To compare patient ratings and parent-proxy ratings of HRQoL in adolescent athletes who suffer musculoskeletal injuries requiring orthopedic consultation. The authors hypothesized poor agreement between patient and parent-proxy ratings of HRQoL.

Design:

Cross-sectional study.

Setting:

Orthopedic practice.

Patients:

Thirteen adolescent patients with a sport-related musculoskeletal injury requiring orthopedic consultation and 1 of their parents participated.

Interventions:

During the initial visit to the physician’s office, each patient was asked to complete the PedsQL, and the patient’s parent was asked to complete the parent-proxy version of the PedsQL.

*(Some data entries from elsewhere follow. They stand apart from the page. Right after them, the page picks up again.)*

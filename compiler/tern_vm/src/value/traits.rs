//! Capability traits: how each kind behaves as a number, a hash key, an
//! iterable or a callable.

use std::rc::Rc;

use tern_lexer::{parse_number, Number};

use crate::errors::{bad_conversion, not_collection, not_hashable, RuntimeResult};
use crate::heap::{Gc, GcBody, Heap, IterSource};

use super::{HashKey, RangeValue, Value};

/// Numeric conversion.
pub trait Numeric {
    fn to_int(&self) -> RuntimeResult<i32>;
    fn to_long(&self) -> RuntimeResult<i64>;
    fn to_float(&self) -> RuntimeResult<f32>;
    fn to_double(&self) -> RuntimeResult<f64>;
}

/// A value narrowed to one of the four numeric kinds.
fn as_number(value: &Value, to: &'static str) -> RuntimeResult<Number> {
    match value {
        Value::Int(v) => Ok(Number::Int(*v)),
        Value::Long(v) => Ok(Number::Long(*v)),
        Value::Float(v) => Ok(Number::Float(*v)),
        Value::Double(v) => Ok(Number::Double(*v)),
        Value::Str(s) => {
            parse_number(s.trim()).ok_or_else(|| bad_conversion(&format!("string \"{s}\""), to))
        }
        other => Err(bad_conversion(other.type_name(), to)),
    }
}

#[allow(
    clippy::cast_possible_truncation,
    reason = "float to integer conversion truncates toward zero by definition"
)]
fn f64_to_i64(v: f64, to: &'static str) -> RuntimeResult<i64> {
    // i64::MAX is not exactly representable; the bound is exclusive.
    if v.is_nan() || v < -9.223_372_036_854_775_808e18 || v >= 9.223_372_036_854_775_808e18 {
        return Err(bad_conversion(&v.to_string(), to));
    }
    Ok(v as i64)
}

impl Numeric for Value {
    fn to_int(&self) -> RuntimeResult<i32> {
        let wide = self.to_long()?;
        i32::try_from(wide).map_err(|_| bad_conversion(&wide.to_string(), "int"))
    }

    fn to_long(&self) -> RuntimeResult<i64> {
        match as_number(self, "long")? {
            Number::Int(v) => Ok(i64::from(v)),
            Number::Long(v) => Ok(v),
            Number::Float(v) => f64_to_i64(f64::from(v), "long"),
            Number::Double(v) => f64_to_i64(v, "long"),
        }
    }

    fn to_float(&self) -> RuntimeResult<f32> {
        #[allow(
            clippy::cast_possible_truncation,
            reason = "single precision is the requested result"
        )]
        let narrowed = self.to_double()? as f32;
        Ok(narrowed)
    }

    fn to_double(&self) -> RuntimeResult<f64> {
        #[allow(
            clippy::cast_precision_loss,
            reason = "longs beyond 2^53 round to the nearest double"
        )]
        let value = match as_number(self, "double")? {
            Number::Int(v) => f64::from(v),
            Number::Long(v) => v as f64,
            Number::Float(v) => f64::from(v),
            Number::Double(v) => v,
        };
        Ok(value)
    }
}

/// Hash key derivation.
pub trait Hashable {
    fn hash_key(&self) -> RuntimeResult<HashKey>;
}

impl Hashable for Value {
    fn hash_key(&self) -> RuntimeResult<HashKey> {
        match self {
            Value::Int(v) => Ok(HashKey::Integer(i64::from(*v))),
            Value::Long(v) => Ok(HashKey::Integer(*v)),
            Value::Float(v) => Ok(HashKey::Float(f64::from(*v).to_bits())),
            Value::Double(v) => Ok(HashKey::Float(v.to_bits())),
            Value::Str(s) => Ok(HashKey::Str(Rc::clone(s))),
            Value::Symbol(s) => Ok(HashKey::Symbol(s.id())),
            Value::Code(c) => Ok(HashKey::Identity(Rc::as_ptr(c) as usize)),
            Value::Closure(g) => Ok(HashKey::Identity(g.addr())),
            Value::Native(id) => Ok(HashKey::Identity(id.0 as usize)),
            Value::Object(o) => Ok(HashKey::Identity(Rc::as_ptr(o).cast::<()>() as usize)),
            Value::None
            | Value::List(_)
            | Value::Hash(_)
            | Value::Iterator(_)
            | Value::Range(_) => Err(not_hashable(self.type_name())),
        }
    }
}

/// Iterator construction.
pub trait Iterable {
    /// A fresh heap iterator over this value. An iterator value yields
    /// itself.
    fn make_iterator(&self, heap: &mut Heap) -> RuntimeResult<Gc>;
}

impl Iterable for Value {
    fn make_iterator(&self, heap: &mut Heap) -> RuntimeResult<Gc> {
        let source = match self {
            Value::List(g) => IterSource::List {
                list: g.clone(),
                pos: 0,
            },
            Value::Hash(g) => IterSource::HashKeys {
                hash: g.clone(),
                pos: 0,
            },
            Value::Iterator(g) => return Ok(g.clone()),
            Value::Range(r) => IterSource::Range {
                range: *r,
                next: r.start,
            },
            Value::Str(s) => IterSource::Chars {
                text: Rc::clone(s),
                offset: 0,
            },
            Value::Int(n) => count_up(i64::from(*n)),
            Value::Long(n) => count_up(*n),
            other => return Err(not_collection(other.type_name())),
        };
        Ok(heap.new_iterator(source))
    }
}

fn count_up(n: i64) -> IterSource {
    IterSource::Range {
        range: RangeValue::new(0, n, 1),
        next: 0,
    }
}

/// What calling a value runs.
#[derive(Copy, Clone, Debug, PartialEq, Eq)]
pub enum CallableKind {
    Code,
    Closure,
    Native,
}

pub trait Callable {
    /// `None` when the value cannot be called.
    fn callable_kind(&self) -> Option<CallableKind>;
}

impl Callable for Value {
    fn callable_kind(&self) -> Option<CallableKind> {
        match self {
            Value::Code(_) => Some(CallableKind::Code),
            Value::Closure(g) => match g.try_body().as_deref() {
                Ok(GcBody::Closure(_)) => Some(CallableKind::Closure),
                _ => None,
            },
            Value::Native(_) => Some(CallableKind::Native),
            _ => None,
        }
    }
}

Main Outcome Measurements:

The PedsQL is a pediatric generic outcome measure that consists of a total score and 4 subscale scores: physical, emotional, social, and school functioning. Means and standard deviations were calculated for all scores, and comparisons between patient-self report and parent-proxy ratings of HRQoL were made for the PedsQL total score and subscale scores using Pearson product–moment correlations (r).

Results:

Pearson product–moment correlations showed little to fair insignificant relationships between patient self-report and parent-proxy report of the PedsQL for the total score (r = −.1) and all subscales (range r = .1 to .4).

Conclusions:

Our results suggest a lack of agreement between patient and parent-proxy ratings of HRQoL, with patients rating their HRQoL lower than their parent. Patient perception of HRQoL may be more accurate than proxy report, which supports the use of patient-rated HRQoL in patient evaluation. Assessments of HRQoL made by proxies, even those close to the patient, may not represent patient health status.